Heat Transfer Module Updates
For users of the Heat Transfer Module, COMSOL Multiphysics® version 6.2 includes the Menter shear stress transport (SST) turbulence model, improved functionality and performance for orbital thermal loads and surface-to-surface radiation, and a new Thermal Connection feature. Read about these updates and more below.
SST Turbulence Model Added to the Heat Transfer Module
The list of turbulence models available in the Heat Transfer Module has been extended with the addition of the Menter shear stress transport (SST) turbulence model. It combines the accuracy of the k-ω model and the robustness of the k-ε model and is suitable for many external flow cases and internal flows with sudden expansions. You can see this new addition in the Nonisothermal Turbulent Flow over a Flat Plate tutorial model.
Improved Computational Performance for Orbital Thermal Loads and Surface-to-Surface Radiation
The evaluation of the heat flux of a source at infinity is now avoided on elements with zero or extremely small ambient view factors, for example, in a closed cavity. In the Surface-to-Surface Radiation interface, this applies to the External Radiation Source feature when the Source position is set to Infinite distance. In the Orbital Thermal Loads interface, it applies to both the Sun Properties feature and the Planet Properties feature since they can be considered as infinite distance sources. This functionality results in a decrease of the CPU time and memory requirements, particularly when used with the hemicube method. The gains increase with the number of external sources at infinite distance and interior mesh elements.
In the Surface-to-Surface Radiation and Orbital Thermal Loads interfaces, a new Lower integration order for irradiation option is available with the Hemicube algorithm in 3D and 2D. This option reduces the integration order and therefore the number of evaluations for mutual and external irradiation. This speeds up computation while having a minimal effect on results.
Orbital Thermal Loads
The Orbital Thermal Loads interface no longer requires an extra Events interface. The Generate Events Interface feature has been replaced by the new Events Timeline feature, which includes built-in event handling. The use of the Orbital Thermal Loads interface is now simplified thanks to this feature.
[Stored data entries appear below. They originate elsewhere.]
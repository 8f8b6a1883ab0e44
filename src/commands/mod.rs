pub mod add;
pub mod calendar;
pub mod delete;
pub mod edit;
pub mod list;
pub mod reset;
pub mod show;
pub mod summary;

use std::path::PathBuf;

use anyhow::{Context, Result};
use clap::{Args, ValueEnum};
use itinerary_core::Itinerary;
use itinerary_core::TripKind;
use itinerary_core::config::{ItineraryConfig, expand_path};
use itinerary_core::form::TripForm;
use itinerary_core::store::{JsonFileStore, MemoryStore, TripStore};
use owo_colors::OwoColorize;
use tracing::{debug, warn};

fn file_store(file: Option<PathBuf>, config: &ItineraryConfig) -> JsonFileStore {
    match file {
        Some(path) => JsonFileStore::new(expand_path(&path)),
        None => config.store(),
    }
}

/// Open the itinerary at `file`, or at the configured data file.
pub fn open_itinerary(file: Option<PathBuf>, config: &ItineraryConfig) -> Itinerary<JsonFileStore> {
    let store = file_store(file, config);
    debug!(path = %store.path().display(), "opening itinerary");
    Itinerary::open(store)
}

/// Load the same list as [`open_itinerary`] into memory. Changes are never
/// written back.
pub fn open_ephemeral(file: Option<PathBuf>, config: &ItineraryConfig) -> Itinerary<MemoryStore> {
    let source = file_store(file, config);
    debug!(path = %source.path().display(), "opening itinerary in memory");

    let store = match source.load() {
        Ok(Some(items)) => MemoryStore::with_items(items),
        Ok(None) => MemoryStore::new(),
        Err(e) => {
            warn!(error = %e, "could not read stored trip items, using seed itinerary");
            MemoryStore::new()
        }
    };
    Itinerary::open(store)
}

/// Where a store's changes end up, as shown to the user.
pub trait SaveTarget {
    fn save_target(&self) -> String;
}

impl SaveTarget for JsonFileStore {
    fn save_target(&self) -> String {
        format!("saved to {}", self.path().display())
    }
}

impl SaveTarget for MemoryStore {
    fn save_target(&self) -> String {
        "kept in memory only (--ephemeral)".to_string()
    }
}

/// Dimmed hint shown while the built-in sample trip is displayed.
pub fn seed_notice<S: TripStore + SaveTarget>(itinerary: &Itinerary<S>) -> Option<String> {
    itinerary.is_seeded().then(|| {
        format!(
            "Showing the built-in sample trip. Changes will be {}",
            itinerary.store().save_target()
        )
        .dimmed()
        .to_string()
    })
}

/// Field flags shared by `add` and `edit`.
#[derive(Args, Debug, Default, Clone)]
pub struct ItemArgs {
    /// Item type: flight or stay
    #[arg(short, long)]
    pub kind: Option<TripKind>,

    /// Display title (e.g. "Etihad EY610")
    #[arg(short, long)]
    pub title: Option<String>,

    /// Departure (YYYY-MM-DDTHH:MM) or check-in (YYYY-MM-DD)
    #[arg(short, long)]
    pub start: Option<String>,

    /// Arrival (YYYY-MM-DDTHH:MM) or check-out (YYYY-MM-DD)
    #[arg(short, long)]
    pub end: Option<String>,

    /// Origin airport code (flights)
    #[arg(long)]
    pub from: Option<String>,

    /// Destination airport code (flights)
    #[arg(long)]
    pub to: Option<String>,

    /// Airline name (flights)
    #[arg(long)]
    pub airline: Option<String>,

    /// Flight number (flights)
    #[arg(long)]
    pub flight_no: Option<String>,

    /// Place name (stays)
    #[arg(long)]
    pub place: Option<String>,

    /// Address (stays)
    #[arg(long)]
    pub address: Option<String>,

    /// Palette name or #RRGGBB (stays)
    #[arg(long)]
    pub color: Option<String>,

    /// Booking reference
    #[arg(long)]
    pub booking_ref: Option<String>,

    /// Free-text notes
    #[arg(long)]
    pub notes: Option<String>,
}

impl ItemArgs {
    /// True if no field flag was given.
    pub fn is_empty(&self) -> bool {
        self.kind.is_none()
            && [
                &self.title,
                &self.start,
                &self.end,
                &self.from,
                &self.to,
                &self.airline,
                &self.flight_no,
                &self.place,
                &self.address,
                &self.color,
                &self.booking_ref,
                &self.notes,
            ]
            .iter()
            .all(|field| field.is_none())
    }

    /// Copy every given flag onto the form.
    pub fn apply(self, form: &mut TripForm) {
        if let Some(kind) = self.kind {
            form.kind = Some(kind);
        }

        let fields = [
            (self.title, &mut form.title),
            (self.start, &mut form.start),
            (self.end, &mut form.end),
            (self.from, &mut form.from),
            (self.to, &mut form.to),
            (self.airline, &mut form.airline),
            (self.flight_no, &mut form.flight_no),
            (self.place, &mut form.place),
            (self.address, &mut form.address),
            (self.color, &mut form.color),
            (self.booking_ref, &mut form.booking_ref),
            (self.notes, &mut form.notes),
        ];
        for (value, slot) in fields {
            if let Some(value) = value {
                *slot = value;
            }
        }
    }
}

/// Optional fields that `edit --clear` can empty.
#[derive(ValueEnum, Debug, Clone, Copy, PartialEq, Eq)]
pub enum OptionalField {
    From,
    To,
    Airline,
    FlightNo,
    Place,
    Address,
    Color,
    BookingRef,
    Notes,
}

impl OptionalField {
    pub fn clear(self, form: &mut TripForm) {
        let slot = match self {
            OptionalField::From => &mut form.from,
            OptionalField::To => &mut form.to,
            OptionalField::Airline => &mut form.airline,
            OptionalField::FlightNo => &mut form.flight_no,
            OptionalField::Place => &mut form.place,
            OptionalField::Address => &mut form.address,
            OptionalField::Color => &mut form.color,
            OptionalField::BookingRef => &mut form.booking_ref,
            OptionalField::Notes => &mut form.notes,
        };
        slot.clear();
    }
}

/// Parse an optional `--date` argument.
pub fn parse_date_arg(date: Option<&str>) -> Result<Option<chrono::NaiveDate>> {
    date.map(|d| itinerary_core::date_range::parse_date(d).context("Invalid --date"))
        .transpose()
}

#[cfg(test)]
mod tests {
    use super::*;

    #[test]
    fn apply_only_overwrites_given_flags() {
        let mut form = TripForm {
            title: "Old".into(),
            notes: "keep me".into(),
            ..TripForm::new(TripKind::Stay)
        };
        let args = ItemArgs {
            title: Some("New".into()),
            place: Some("Pai".into()),
            ..Default::default()
        };

        assert!(!args.is_empty());
        args.apply(&mut form);

        assert_eq!(form.title, "New");
        assert_eq!(form.place, "Pai");
        assert_eq!(form.notes, "keep me");
        assert_eq!(form.kind, Some(TripKind::Stay));
    }

    #[test]
    fn default_args_are_empty() {
        assert!(ItemArgs::default().is_empty());
    }

    #[test]
    fn clear_empties_one_field() {
        let mut form = TripForm {
            booking_ref: "HM4R535ZR9".into(),
            notes: "n".into(),
            ..TripForm::new(TripKind::Stay)
        };
        OptionalField::BookingRef.clear(&mut form);
        assert!(form.booking_ref.is_empty());
        assert_eq!(form.notes, "n");
    }

    #[test]
    fn open_itinerary_uses_explicit_file() {
        let dir = tempfile::tempdir().unwrap();
        let path = dir.path().join("trip.json");
        let itinerary = open_itinerary(Some(path.clone()), &ItineraryConfig::default());

        assert!(itinerary.is_seeded());
        assert_eq!(itinerary.store().path(), path.as_path());
        assert!(seed_notice(&itinerary).is_some());
    }

    #[test]
    fn ephemeral_loads_the_file_but_never_writes_it() {
        let dir = tempfile::tempdir().unwrap();
        let path = dir.path().join("trip.json");

        let mut stored = open_itinerary(Some(path.clone()), &ItineraryConfig::default());
        let first = stored.items()[0].id;
        stored.remove(first).unwrap();
        let on_disk = std::fs::read_to_string(&path).unwrap();

        let mut ephemeral = open_ephemeral(Some(path.clone()), &ItineraryConfig::default());
        assert!(!ephemeral.is_seeded());
        assert_eq!(ephemeral.items(), stored.items());

        let second = ephemeral.items()[0].id;
        ephemeral.remove(second).unwrap();

        assert_eq!(ephemeral.store().saves(), 1);
        assert_eq!(std::fs::read_to_string(&path).unwrap(), on_disk);
    }

    #[test]
    fn ephemeral_seed_notice_says_nothing_is_saved() {
        let dir = tempfile::tempdir().unwrap();
        let itinerary = open_ephemeral(Some(dir.path().join("missing.json")), &ItineraryConfig::default());

        assert!(itinerary.is_seeded());
        let notice = seed_notice(&itinerary).unwrap();
        assert!(notice.contains("kept in memory only"));
        assert!(!dir.path().join("missing.json").exists());
    }

    #[test]
    fn date_arg_errors_are_reported() {
        assert!(parse_date_arg(None).unwrap().is_none());
        assert!(parse_date_arg(Some("2026-01-19")).unwrap().is_some());
        assert!(parse_date_arg(Some("19/01")).is_err());
    }
}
View this update in the following models:
Discrete Ordinates Method in 2D Axisymmetry
In the Radiation in Participating Media and Radiation in Absorbing-Scattering Media interfaces, the discrete ordinates method (DOM) is now also available for 2D axisymmetric configurations. Based on angular space discretization, it is the most general method for solving the radiation transfer equation. The new Isotropic Scattering in a Cylindrical Furnace, Benchmark 1 and Isotropic Scattering in a Cylindrical Furnace, Benchmark 2 tutorial models showcase this new update.
The new Thermal Connection feature, available in the interfaces for heat transfer, is designed to connect two boundary selections by a thermal resistor, thermal capacitor, or Lumped Thermal System interface. This feature can greatly simplify the setup of complex models by replacing parts of the model with equivalent circuit elements representing a thermal connection between faces. In simple cases where there is a thermal resistor or thermal capacitor between two boundary selections, the Thermal Connection feature removes the need to add a separate Lumped Thermal System interface to connect the boundary selections. For more advanced thermal interactions, the Thermal Connection feature can be connected to a separate Lumped Thermal System interface, with which any lumped thermal system can be set up. The Lumped Composite Thermal Barrier tutorial model demonstrates this feature.
Thermal Insulation on Edges
A new Thermal Insulation, Edge feature has been added to the Heat Transfer interfaces. It is designed to cancel the default continuity condition when two 3D objects are in contact along an edge or when 2D objects are in contact at a point, as shown in the Radiation in a Cavity tutorial model.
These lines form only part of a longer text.